Young academics Zakir Husain, Muhammad Mujeeb and Abid Husain left India to further their studies in Berlin. They hoped to learn the latest in western pedagogy and to bring new ideas back to India and the Jamia Millia Islamia. As Pernau writes, the three men were open to a friendship with Philipsborn because of the entrée into western culture that she provided.
She knew people from every walk of life. Trained as an opera singer and friends with the famous conductor Bruno Walter, she was at home in the music and art scene of Berlin. She knew about the latest performances at the Staatsoper and at the various other concert halls, and sometimes even had access to free tickets. She was familiar with the hotly-debated theatre productions, aware of the latest trends in painting and the arts, and could provide introductions to the directors and artists.
Zakir Husain, Muhammad Mujeeb, and Abid Husain spoke with Philipsborn about their work at the Jamia Millia Islamia and how they hoped to promote education to Muslim students in India outside of the British colonial system. Despite their friendship with Philipsborn, the three never imagined she would end up following them back to India. Neither had she.
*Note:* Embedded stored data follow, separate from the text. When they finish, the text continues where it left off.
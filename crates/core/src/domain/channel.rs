use chrono::{DateTime, Utc};
use serde::{Deserialize, Serialize};

use super::{check_length, REPLY_MESSAGE_MAX_CHARS, SHORT_FIELD_MAX_CHARS, TEAM_ID_MAX_CHARS};
use crate::errors::DomainError;

/// Stored reply configuration for one channel. `team_id_encrypted` is never plaintext.
#[derive(Clone, Debug, PartialEq, Eq, Serialize, Deserialize)]
pub struct ChannelConfiguration {
    pub channel_id: String,
    pub team_id_encrypted: String,
    pub team_domain: String,
    pub channel_name: String,
    pub reply_message: String,
    pub registered_at: DateTime<Utc>,
}

/// Input to an upsert, before the team id is encrypted.
#[derive(Clone, PartialEq, Eq)]
pub struct ChannelRegistration {
    pub channel_id: String,
    pub team_id: String,
    pub team_domain: String,
    pub channel_name: String,
    pub reply_message: String,
}

impl std::fmt::Debug for ChannelRegistration {
    fn fmt(&self, f: &mut std::fmt::Formatter<'_>) -> std::fmt::Result {
        f.debug_struct("ChannelRegistration")
            .field("channel_id", &self.channel_id)
            .field("team_id", &"[redacted]")
            .field("team_domain", &self.team_domain)
            .field("channel_name", &self.channel_name)
            .field("reply_message", &self.reply_message)
            .finish()
    }
}

impl ChannelRegistration {
    pub fn validate(&self) -> Result<(), DomainError> {
        check_length("channel_id", &self.channel_id, 1, SHORT_FIELD_MAX_CHARS)?;
        check_length("team_id", &self.team_id, 1, TEAM_ID_MAX_CHARS)?;
        check_length("team_domain", &self.team_domain, 1, SHORT_FIELD_MAX_CHARS)?;
        check_length("channel_name", &self.channel_name, 1, SHORT_FIELD_MAX_CHARS)?;
        check_length("reply_message", &self.reply_message, 1, REPLY_MESSAGE_MAX_CHARS)
    }
}

#[derive(Clone, Copy, Debug, PartialEq, Eq)]
pub enum UpsertOutcome {
    Created,
    Updated,
}

impl UpsertOutcome {
    /// Title of the confirmation posted back to the channel.
    pub fn title(self) -> &'static str {
        match self {
            Self::Created => "Added",
            Self::Updated => "Updated",
        }
    }
}
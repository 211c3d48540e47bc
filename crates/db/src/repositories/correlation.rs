use std::sync::Arc;
use std::time::Duration;

use sqlx::Row;

use tonecheck_core::clock::{Clock, SystemClock};
use tonecheck_core::domain::correlation::{correlation_key, CorrelationEntry};

use super::{ttl_secs, CorrelationRepository, RepositoryError};
use crate::DbPool;

/// Rows whose `expires_at` is not in the future are treated as absent.
pub struct SqlCorrelationRepository {
    pool: DbPool,
    clock: Arc<dyn Clock>,
}

impl SqlCorrelationRepository {
    pub fn new(pool: DbPool, clock: Arc<dyn Clock>) -> Self {
        Self { pool, clock }
    }

    pub fn with_system_clock(pool: DbPool) -> Self {
        Self::new(pool, Arc::new(SystemClock))
    }
}

#[async_trait::async_trait]
impl CorrelationRepository for SqlCorrelationRepository {
    async fn put(
        &self,
        user_id: &str,
        entry: CorrelationEntry,
        ttl: Duration,
    ) -> Result<(), RepositoryError> {
        let now = self.clock.unix_timestamp();
        let expires_at = now.saturating_add(ttl_secs(ttl));

        let mut tx = self.pool.begin().await?;

        sqlx::query("DELETE FROM correlation_entry WHERE expires_at <= ?")
            .bind(now)
            .execute(&mut *tx)
            .await?;

        sqlx::query(
            r#"
            INSERT INTO correlation_entry (
                user_key, team_id, team_domain, channel_id, channel_name, expires_at
            ) VALUES (?, ?, ?, ?, ?, ?)
            ON CONFLICT(user_key) DO UPDATE SET
                team_id = excluded.team_id,
                team_domain = excluded.team_domain,
                channel_id = excluded.channel_id,
                channel_name = excluded.channel_name,
                expires_at = excluded.expires_at
            "#,
        )
        .bind(correlation_key(user_id))
        .bind(&entry.team_id)
        .bind(&entry.team_domain)
        .bind(&entry.channel_id)
        .bind(&entry.channel_name)
        .bind(expires_at)
        .execute(&mut *tx)
        .await?;

        tx.commit().await?;
        Ok(())
    }

    async fn get(&self, user_id: &str) -> Result<Option<CorrelationEntry>, RepositoryError> {
        let row = sqlx::query(
            r#"
            SELECT team_id, team_domain, channel_id, channel_name
            FROM correlation_entry
            WHERE user_key = ? AND expires_at > ?
            "#,
        )
        .bind(correlation_key(user_id))
        .bind(self.clock.unix_timestamp())
        .fetch_optional(&self.pool)
        .await?;

        row.map(|row| {
            Ok(CorrelationEntry {
                team_id: row.try_get("team_id")?,
                team_domain: row.try_get("team_domain")?,
                channel_id: row.try_get("channel_id")?,
                channel_name: row.try_get("channel_name")?,
            })
        })
        .transpose()
    }

    async fn delete(&self, user_id: &str) -> Result<(), RepositoryError> {
        sqlx::query("DELETE FROM correlation_entry WHERE user_key = ?")
            .bind(correlation_key(user_id))
            .execute(&self.pool)
            .await?;
        Ok(())
    }

    async fn ttl(&self, user_id: &str) -> Result<Option<Duration>, RepositoryError> {
        let now = self.clock.unix_timestamp();
        let expires_at = sqlx::query_scalar::<_, i64>(
            "SELECT expires_at FROM correlation_entry WHERE user_key = ? AND expires_at > ?",
        )
        .bind(correlation_key(user_id))
        .bind(now)
        .fetch_optional(&self.pool)
        .await?;

        Ok(expires_at
            .and_then(|expires_at| u64::try_from(expires_at.saturating_sub(now)).ok())
            .map(Duration::from_secs))
    }
}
Still a committed Zionist, Philipsborn became interested in education, too, and moved to Mandatory Palestine to learn from Eastern European Jews just before Hitler came into power. But she didn’t last long in Palestine.
Pernau wonders if Philipsborn became disillusioned with Zionism, yet admits she couldn’t find any evidence in support of this theory. Instead of returning to Germany, Philipsborn wrote to her friends in India to announce that she would join them to work at Jamia Millia Islamia. They hardly had a choice in the matter since Philipsborn insisted on moving to Aligarh. Yet they welcomed her and she quickly became a supportive member of the university when she arrived in 1932. She earned the nickname, Aapa Jaan, the Urdu term that translates in English to older sister.
Like the other teachers from Jamia, she took a pledge of lifelong allegiance. Like them, she vowed to work for a minimal salary, barely sufficient for survival and certainly not for any of the comforts she had been accustomed to. What was seen as her sacrifice—not that she ever used the word or thought about her life in these terms, as far as we know—struck a responsive chord in the hearts of the people at Jamia, and she has not been forgotten.
Philipsborn set foot in India a German citizen and in light of Hitler’s rise to power in 1933, she applied to become a British citizen a few years later. Her application was rejected and Pernau suspects it was due to Gerda’s work at Jamia, established in opposition to the British colonial government. Philipsborn helped a small community of Jewish refugees in Delhi even after she was (as a German national) sent to a parole center in 1940—seen as less severe than an internment camp, but difficult nonetheless—and continued to advocate for Jewish refugees in India while she was at the camp. She would not survive the war and succumbed to cancer in 1943.
Philipsborn knew such famous personalities back in Germany as Franz Kafka and Leo Szilard (a colleague of Einstein’s), and educated leaders in India, yet her story is most important today for her ability to move between cultures with an open mind and an open heart.